- PROBLEM TO WORK ON
A word-for-word repeat of all the data is the goal.

- EXTRACTED DATA
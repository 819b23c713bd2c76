//! Core value types shared by the pipeline, its guards and the platform host.
//!
//! - [`PlatformStatus`] wraps the raw status code a platform call returned
//! - [`ServiceState`] mirrors the service control manager's current-state values
//! - [`CaptureReport`] describes the sample that was written
//! - [`Milestone`] marks each success step as it is reached

mod milestone;
mod report;
mod service_state;
mod status;

pub use milestone::Milestone;
pub use report::CaptureReport;
pub use service_state::ServiceState;
pub use status::PlatformStatus;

- FINISHED TASK
repository 819b23c713bd2c76
//! Core value types shared by the pipeline, its guards and the platform host.
//!
//! - [`PlatformStatus`] wraps the raw status code a platform call returned
//! - [`ServiceState`] mirrors the service control manager's current-state values
//! - [`CaptureReport`] describes the sample that was written
//! - [`Milestone`] marks each success step as it is reached

mod milestone;
mod report;
mod service_state;
mod status;

pub use milestone::Milestone;
pub use report::CaptureReport;
pub use service_state::ServiceState;
pub use status::PlatformStatus;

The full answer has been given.